◆ What needs to be done: For each line of the data that includes the word "metadata", copy the line.

Dataset entries:

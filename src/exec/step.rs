// src/exec/step.rs

//! Execution of a single rendered command inside an environment.

use std::process::Stdio;
use std::time::Instant;

use tokio::io::{AsyncRead, AsyncReadExt};
use tokio::process::Command;
use tokio::task::JoinHandle;
use tokio_util::sync::CancellationToken;
use tracing::{debug, info};

use crate::errors::SpawnError;
use crate::types::{StepResult, StepStatus};
use crate::venv::Environment;

/// Run one rendered command to completion inside `env`.
///
/// The command goes through the platform shell with the environment's binary
/// directory prepended to `PATH` and `VIRTUAL_ENV` set, so bare tool names
/// resolve to whatever is installed in the virtualenv. A nonzero exit is
/// recorded in the result, never returned as an error; only a failure to
/// spawn the shell itself surfaces as [`SpawnError`].
///
/// With `capture` set, stdout and stderr are piped and collected into the
/// result. Without it the child inherits the parent's stdio and the captured
/// fields stay empty.
///
/// When `cancel` fires before the child exits, the child is killed and the
/// step is reported as [`StepStatus::Cancelled`].
pub async fn run_command(
    command: &str,
    env: &Environment,
    capture: bool,
    cancel: &CancellationToken,
) -> Result<StepResult, SpawnError> {
    let started = Instant::now();

    // Build a shell command appropriate for the platform.
    let mut cmd = if cfg!(windows) {
        let mut c = Command::new("cmd");
        c.arg("/C").arg(command);
        c
    } else {
        let mut c = Command::new("sh");
        c.arg("-c").arg(command);
        c
    };

    cmd.env("PATH", prefixed_path(env))
        .env("VIRTUAL_ENV", &env.venv)
        .stdin(Stdio::null())
        .kill_on_drop(true);

    if capture {
        cmd.stdout(Stdio::piped()).stderr(Stdio::piped());
    } else {
        cmd.stdout(Stdio::inherit()).stderr(Stdio::inherit());
    }

    debug!(version = %env.version, cmd = %command, "starting step process");

    let mut child = cmd.spawn().map_err(|source| SpawnError {
        command: command.to_string(),
        source,
    })?;

    // Drain both pipes concurrently so neither can fill and stall the child.
    let stdout_task = collect(child.stdout.take());
    let stderr_task = collect(child.stderr.take());

    tokio::select! {
        status = child.wait() => {
            let duration = started.elapsed();
            let stdout = finish(stdout_task).await;
            let stderr = finish(stderr_task).await;
            let code = match status {
                Ok(status) => status.code().unwrap_or(-1),
                Err(_) => -1,
            };
            info!(
                version = %env.version,
                cmd = %command,
                exit_code = code,
                "step process exited"
            );
            Ok(StepResult {
                cmd: command.to_string(),
                status: StepStatus::Exited(code),
                stdout,
                stderr,
                duration,
            })
        }
        _ = cancel.cancelled() => {
            let _ = child.kill().await;
            let _ = child.wait().await;
            if let Some(task) = &stdout_task {
                task.abort();
            }
            if let Some(task) = &stderr_task {
                task.abort();
            }
            info!(version = %env.version, cmd = %command, "step cancelled");
            Ok(StepResult::cancelled(command, started.elapsed()))
        }
    }
}

/// Read one of the child's pipes to the end in a background task.
fn collect<R>(pipe: Option<R>) -> Option<JoinHandle<String>>
where
    R: AsyncRead + Unpin + Send + 'static,
{
    pipe.map(|mut reader| {
        tokio::spawn(async move {
            let mut buf = String::new();
            let _ = reader.read_to_string(&mut buf).await;
            buf
        })
    })
}

async fn finish(task: Option<JoinHandle<String>>) -> String {
    match task {
        Some(handle) => handle.await.unwrap_or_default(),
        None => String::new(),
    }
}

/// `PATH` with the environment's binary directory in front.
fn prefixed_path(env: &Environment) -> std::ffi::OsString {
    let bin = env.bin_dir();
    let current = std::env::var_os("PATH").unwrap_or_default();
    let mut paths = vec![bin];
    paths.extend(std::env::split_paths(&current));
    std::env::join_paths(paths).unwrap_or(current)
}
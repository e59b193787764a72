//! HTTP client for the upstream control plane.
//!
//! ### Transport
//! - rustls with an optional CA bundle and optional client certificate
//! - Connect timeout only; watches keep a response open indefinitely
//! - Redirects are returned to the caller, never followed
//! - No transparent decompression, bodies pass through byte for byte
//!
//! ### Headers
//! - Hop-by-hop headers are stripped in both directions

pub mod headers;
pub mod url;

use std::time::Duration;

use reqwest::header::HeaderMap;
use reqwest::{Body, Client, Method, Response, StatusCode};

pub use headers::{end_to_end, is_hop_by_hop_header};
pub use url::{UrlError, join, parse_base};

use liteproxy_core::{AppConfig, Error};

/// Client bound to one upstream base URL.
#[derive(Debug, Clone)]
pub struct UpstreamClient {
    http: Client,
    base_url: ::url::Url,
}

impl UpstreamClient {
    /// Build a client from the proxy configuration, loading TLS material
    /// from disk.
    pub fn new(config: &AppConfig) -> Result<Self, Error> {
        let base_url = parse_base(&config.remote_url).map_err(|e| Error::InvalidRequest(e.to_string()))?;

        let mut builder = Client::builder()
            .use_rustls_tls()
            .connect_timeout(config.connect_timeout())
            .redirect(reqwest::redirect::Policy::none())
            .danger_accept_invalid_certs(config.tls.insecure_skip_verify);

        if let Some(ca_file) = &config.tls.ca_file {
            let pem = std::fs::read(ca_file)?;
            for cert in reqwest::Certificate::from_pem_bundle(&pem)
                .map_err(|e| Error::Upstream(format!("invalid CA bundle {}: {e}", ca_file.display())))?
            {
                builder = builder.add_root_certificate(cert);
            }
        }

        if let (Some(cert_file), Some(key_file)) = (&config.tls.cert_file, &config.tls.key_file) {
            let mut pem = std::fs::read(cert_file)?;
            pem.push(b'\n');
            pem.extend(std::fs::read(key_file)?);
            let identity = reqwest::Identity::from_pem(&pem)
                .map_err(|e| Error::Upstream(format!("invalid client certificate {}: {e}", cert_file.display())))?;
            builder = builder.identity(identity);
        }

        let http = builder
            .build()
            .map_err(|e| Error::Upstream(format!("failed to build HTTP client: {e}")))?;

        tracing::debug!(base_url = %base_url, "upstream client ready");

        Ok(Self { http, base_url })
    }

    pub fn base_url(&self) -> &::url::Url {
        &self.base_url
    }

    /// Forward one request. Hop-by-hop headers are dropped on the way out;
    /// callers drop them from the response with [`end_to_end`].
    ///
    /// Any status the upstream answers with is returned as `Ok`. Only a
    /// failure to get a response at all is an error.
    pub async fn forward(
        &self, method: Method, path_and_query: &str, headers: &HeaderMap, body: Body,
    ) -> Result<Response, Error> {
        let url = join(&self.base_url, path_and_query).map_err(|e| Error::InvalidRequest(e.to_string()))?;

        self.http
            .request(method, url)
            .headers(end_to_end(headers))
            .body(body)
            .send()
            .await
            .map_err(|e| upstream_error(path_and_query, &e))
    }

    /// GET `path` with a per-request timeout and return the status.
    pub async fn probe(&self, path: &str, timeout: Duration) -> Result<StatusCode, Error> {
        let url = join(&self.base_url, path).map_err(|e| Error::InvalidRequest(e.to_string()))?;

        let response = self
            .http
            .get(url)
            .timeout(timeout)
            .send()
            .await
            .map_err(|e| upstream_error(path, &e))?;

        Ok(response.status())
    }
}

fn upstream_error(path: &str, err: &reqwest::Error) -> Error {
    let cause = if err.is_connect() {
        "connection failed"
    } else if err.is_timeout() {
        "timed out"
    } else {
        "request failed"
    };
    Error::Upstream(format!("{cause} for {path}: {err}"))
}
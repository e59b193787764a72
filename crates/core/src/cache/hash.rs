//! Stable digests for filesystem-safe key components.

use sha2::{Digest, Sha256};

/// Hex SHA-256 of a client identity.
///
/// User agents contain `/`, spaces and other characters that do not belong
/// in a path segment, so the filesystem backend stores them by digest.
pub fn identity_digest(identity: &str) -> String {
    let mut hasher = Sha256::new();
    hasher.update(identity.as_bytes());
    hex::encode(hasher.finalize())
}
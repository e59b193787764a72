//! Response duplication through a single-slot relay.
//!
//! [`tee`] splits one upstream body into a client-facing stream and a cache
//! stream. Each chunk is handed to the cache side before it is yielded to
//! the client, through a channel with room for one chunk, so:
//!
//! - the cache observes chunks in exactly the order the client receives them
//! - nothing is buffered beyond one chunk; a slow cache consumer slows the
//!   client instead of growing memory
//! - once the cache side is dropped, the client stream continues alone
//!
//! When the client stream is dropped (client disconnect, upstream end), the
//! cache stream ends too.

use std::fmt::Display;
use std::io;

use bytes::Bytes;
use futures_util::{Stream, StreamExt, stream};
use tokio::sync::mpsc;

use liteproxy_core::codec::ByteStream;

type Relay = mpsc::Sender<Result<Bytes, io::Error>>;

/// Split `upstream` into (client stream, cache stream).
pub fn tee<S, E>(upstream: S) -> (impl Stream<Item = Result<Bytes, io::Error>> + Send + 'static, ByteStream)
where
    S: Stream<Item = Result<Bytes, E>> + Send + 'static,
    E: Display + Send,
{
    let (tx, rx) = mpsc::channel::<Result<Bytes, io::Error>>(1);

    let client = stream::unfold((Box::pin(upstream), Some(tx)), |(mut upstream, mut relay)| async move {
        let item = match upstream.next().await? {
            Ok(chunk) => {
                hand_off(&mut relay, Ok(chunk.clone())).await;
                Ok(chunk)
            }
            Err(e) => {
                let message = e.to_string();
                hand_off(&mut relay, Err(io::Error::other(message.clone()))).await;
                relay = None;
                Err(io::Error::other(message))
            }
        };
        Some((item, (upstream, relay)))
    });

    let cache: ByteStream = Box::pin(stream::unfold(rx, |mut rx| async move { rx.recv().await.map(|item| (item, rx)) }));

    (client, cache)
}

/// Waits for the cache side to take the previous chunk. A closed relay is
/// dropped so later chunks skip it.
async fn hand_off(relay: &mut Option<Relay>, item: Result<Bytes, io::Error>) {
    if let Some(sender) = relay
        && sender.send(item).await.is_err()
    {
        tracing::debug!("cache relay closed, continuing client delivery only");
        *relay = None;
    }
}
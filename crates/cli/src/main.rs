//! liteproxy-cache: offline inspection of the proxy's cache store.
//!
//! Reads the same configuration as the proxy, so it targets whichever
//! backend the proxy is configured with. Output is pretty JSON on stdout.

mod cli;

use std::io::Write;

use anyhow::{Context, Result, bail};
use clap::Parser;
use serde_json::Value;
use tracing_subscriber::EnvFilter;

use liteproxy_core::cache::{self, CacheStore, RecordKey, RecordScope};
use liteproxy_core::codec::from_canonical;
use liteproxy_core::AppConfig;

use cli::{Cli, Commands, PurgeArgs, RecordArgs, ScopeArgs};

#[tokio::main]
async fn main() {
    tracing_subscriber::fmt()
        .with_env_filter(EnvFilter::from_default_env())
        .with_writer(std::io::stderr)
        .init();

    if let Err(e) = run().await {
        eprintln!("error: {e:#}");
        std::process::exit(1);
    }
}

async fn run() -> Result<()> {
    let cli = Cli::parse();
    let config = AppConfig::load().context("loading configuration")?;
    let store = cache::open_store(&config.cache).await.context("opening cache store")?;

    let mut out = std::io::stdout().lock();
    execute(store.as_ref(), &cli.command, &mut out).await
}

async fn execute(store: &dyn CacheStore, command: &Commands, out: &mut impl Write) -> Result<()> {
    match command {
        Commands::Get(args) => get(store, args, out).await,
        Commands::List(args) => list(store, args, out).await,
        Commands::Purge(args) => purge(store, args, out).await,
    }
}

async fn get(store: &dyn CacheStore, args: &RecordArgs, out: &mut impl Write) -> Result<()> {
    let key = RecordKey::new(
        &args.scope.identity,
        &args.scope.resource,
        args.scope.namespace.as_deref().unwrap_or_default(),
        &args.name,
    );
    let Some(bytes) = store.get(&key).await? else {
        bail!("{} \"{}\" is not cached for identity {:?}", key.resource, key.name, key.identity);
    };
    let object = from_canonical(&bytes)?;
    writeln!(out, "{}", serde_json::to_string_pretty(&object)?)?;
    Ok(())
}

async fn list(store: &dyn CacheStore, args: &ScopeArgs, out: &mut impl Write) -> Result<()> {
    let mut items = Vec::new();
    for bytes in store.list(&scope(args)).await? {
        match from_canonical(&bytes) {
            Ok(object) => items.push(object.into_value()),
            Err(e) => tracing::warn!(error = %e, "skipping unreadable record"),
        }
    }
    writeln!(out, "{}", serde_json::to_string_pretty(&Value::Array(items))?)?;
    Ok(())
}

async fn purge(store: &dyn CacheStore, args: &PurgeArgs, out: &mut impl Write) -> Result<()> {
    let removed = match &args.name {
        Some(name) => {
            let key = RecordKey::new(
                &args.scope.identity,
                &args.scope.resource,
                args.scope.namespace.as_deref().unwrap_or_default(),
                name,
            );
            u64::from(store.delete(&key).await?)
        }
        None => store.delete_scope(&scope(&args.scope)).await?,
    };
    writeln!(out, "{}", serde_json::json!({ "removed": removed }))?;
    Ok(())
}

fn scope(args: &ScopeArgs) -> RecordScope {
    RecordScope {
        identity: args.identity.clone(),
        resource: args.resource.clone(),
        namespace: args.namespace.clone().filter(|ns| !ns.is_empty()),
    }
}

#[cfg(test)]
mod tests {
    use super::*;
    use liteproxy_core::cache::CacheDb;
    use liteproxy_core::codec::to_canonical;
    use liteproxy_core::resource::Object;
    use serde_json::json;

    async fn seeded() -> CacheDb {
        let db = CacheDb::open_in_memory().await.unwrap();
        for (ns, name) in [("a", "p1"), ("a", "p2"), ("b", "p3")] {
            let object = Object::from_value(json!({"metadata": {"name": name, "namespace": ns}})).unwrap();
            let key = RecordKey::new("kubelet", "pods", ns, name);
            db.upsert(&key, &to_canonical(&object).unwrap()).await.unwrap();
        }
        db
    }

    async fn run_args(store: &dyn CacheStore, args: &[&str]) -> Result<Value> {
        let cli = Cli::try_parse_from(std::iter::once("liteproxy-cache").chain(args.iter().copied()))?;
        let mut out = Vec::new();
        execute(store, &cli.command, &mut out).await?;
        Ok(serde_json::from_slice(&out)?)
    }

    #[tokio::test]
    async fn test_get_prints_object() {
        let db = seeded().await;
        let value = run_args(&db, &["get", "--identity", "kubelet", "--resource", "pods", "--namespace", "a", "--name", "p2"])
            .await
            .unwrap();
        assert_eq!(value["metadata"]["name"], "p2");
    }

    #[tokio::test]
    async fn test_get_miss_is_error() {
        let db = seeded().await;
        let result = run_args(&db, &["get", "--identity", "other", "--resource", "pods", "--namespace", "a", "--name", "p2"]).await;
        assert!(result.unwrap_err().to_string().contains("not cached"));
    }

    #[tokio::test]
    async fn test_list_scopes_by_namespace() {
        let db = seeded().await;
        let all = run_args(&db, &["list", "--identity", "kubelet", "--resource", "pods"]).await.unwrap();
        assert_eq!(all.as_array().unwrap().len(), 3);

        let one_ns = run_args(&db, &["list", "--identity", "kubelet", "--resource", "pods", "--namespace", "a"]).await.unwrap();
        let names: Vec<_> = one_ns.as_array().unwrap().iter().map(|o| o["metadata"]["name"].clone()).collect();
        assert_eq!(names, vec![json!("p1"), json!("p2")]);
    }

    #[tokio::test]
    async fn test_purge_reports_count() {
        let db = seeded().await;
        let single = run_args(&db, &["purge", "--identity", "kubelet", "--resource", "pods", "--namespace", "b", "--name", "p3"])
            .await
            .unwrap();
        assert_eq!(single, json!({"removed": 1}));

        let scope = run_args(&db, &["purge", "--identity", "kubelet", "--resource", "pods"]).await.unwrap();
        assert_eq!(scope, json!({"removed": 2}));

        let empty = run_args(&db, &["list", "--identity", "kubelet", "--resource", "pods"]).await.unwrap();
        assert_eq!(empty, json!([]));
    }
}
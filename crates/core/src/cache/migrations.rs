//! Database schema migrations.
//!
//! Applied versions are tracked in `_migrations`; pending ones run in a
//! single transaction so a failed upgrade leaves the previous schema intact.

use super::Error;
use tokio_rusqlite::{Connection, params};

struct Migration {
    version: i64,
    name: &'static str,
    sql: &'static str,
}

/// Ordered by version. Every statement is idempotent (`IF NOT EXISTS`).
const MIGRATIONS: &[Migration] =
    &[Migration { version: 1, name: "cache_records", sql: include_str!("../../migrations/001_cache_records.sql") }];

/// Run any pending migrations.
///
/// # Errors
///
/// Returns `MigrationFailed` naming the migration whose SQL failed.
pub async fn run(conn: &Connection) -> Result<(), Error> {
    conn.call(|conn| -> Result<(), Error> {
        conn.execute_batch(
            "CREATE TABLE IF NOT EXISTS _migrations (
                version INTEGER PRIMARY KEY,
                name TEXT NOT NULL,
                applied_at TEXT NOT NULL
            )",
        )?;

        let current: i64 =
            conn.query_row("SELECT COALESCE(MAX(version), 0) FROM _migrations", [], |row| row.get(0))?;

        let tx = conn.transaction()?;
        for migration in MIGRATIONS.iter().filter(|m| m.version > current) {
            tx.execute_batch(migration.sql).map_err(|e| {
                Error::MigrationFailed(format!("{} ({}): {e}", migration.version, migration.name))
            })?;
            tx.execute(
                "INSERT INTO _migrations (version, name, applied_at) VALUES (?1, ?2, ?3)",
                params![migration.version, migration.name, chrono::Utc::now().to_rfc3339()],
            )?;
            tracing::debug!(version = migration.version, name = migration.name, "applied cache migration");
        }
        tx.commit()?;

        Ok(())
    })
    .await
    .map_err(Error::from)
}

#[cfg(test)]
mod tests {
    use super::*;

    #[tokio::test]
    async fn test_migrations_idempotent() {
        let conn = Connection::open_in_memory().await.unwrap();
        run(&conn).await.unwrap();
        run(&conn).await.unwrap();

        let has_records: bool = conn
            .call(|conn| {
                conn.query_row(
                    "SELECT EXISTS(SELECT 1 FROM sqlite_master WHERE type='table' AND name='cache_records')",
                    [],
                    |row| row.get(0),
                )
            })
            .await
            .unwrap();

        assert!(has_records);
    }

    #[tokio::test]
    async fn test_migrations_version_tracking() {
        let conn = Connection::open_in_memory().await.unwrap();
        run(&conn).await.unwrap();

        let (count, max): (i64, i64) = conn
            .call(|conn| {
                conn.query_row("SELECT COUNT(*), MAX(version) FROM _migrations", [], |row| Ok((row.get(0)?, row.get(1)?)))
            })
            .await
            .unwrap();

        assert_eq!(count, MIGRATIONS.len() as i64);
        assert_eq!(max, MIGRATIONS.last().map(|m| m.version).unwrap());
    }
}
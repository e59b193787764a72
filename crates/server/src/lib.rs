//! liteproxy HTTP surface.
//!
//! Every request except `/healthz` goes through the dispatcher, which sends
//! it upstream while the upstream is healthy and to the local cache
//! otherwise.

pub mod dispatch;
pub mod error;
pub mod health;
pub mod local;
pub mod relay;
pub mod remote;
pub mod request_info;

use std::sync::Arc;

use axum::Router;
use axum::routing::get;
use tower_http::trace::TraceLayer;

use liteproxy_client::{HealthCheck, UpstreamClient};
use liteproxy_core::{AppConfig, CacheManager};

pub use local::LocalProxy;
pub use remote::RemoteProxy;

#[derive(Clone)]
pub struct AppState {
    pub health: Arc<dyn HealthCheck>,
    pub remote: Arc<RemoteProxy>,
    pub local: Arc<LocalProxy>,
}

impl AppState {
    pub fn new(config: &AppConfig, client: UpstreamClient, cache: CacheManager, health: Arc<dyn HealthCheck>) -> Self {
        Self {
            remote: Arc::new(RemoteProxy::new(client, cache.clone())),
            local: Arc::new(LocalProxy::new(cache, Arc::clone(&health), config)),
            health,
        }
    }
}

pub fn build_app(state: AppState) -> Router {
    Router::new()
        .route("/healthz", get(health::healthz))
        .fallback(dispatch::dispatch)
        .layer(TraceLayer::new_for_http())
        .with_state(state)
}
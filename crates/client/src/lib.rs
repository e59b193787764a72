//! Client code for liteproxy.
//!
//! This crate provides the upstream HTTP client and the health monitor
//! that decides whether requests are forwarded or served from the cache.

pub mod health;
pub mod upstream;

pub use health::{HealthCheck, HealthMonitor, Prober, UpstreamProber};
pub use upstream::UpstreamClient;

◆ Result for this task:
            let object = Object::from_value(json!({"metadata": {"name": name, "namespace": ns}})).unwrap();
        assert_eq!(value["metadata"]["name"], "p2");
        let names: Vec<_> = one_ns.as_array().unwrap().iter().map(|o| o["metadata"]["name"].clone()).collect();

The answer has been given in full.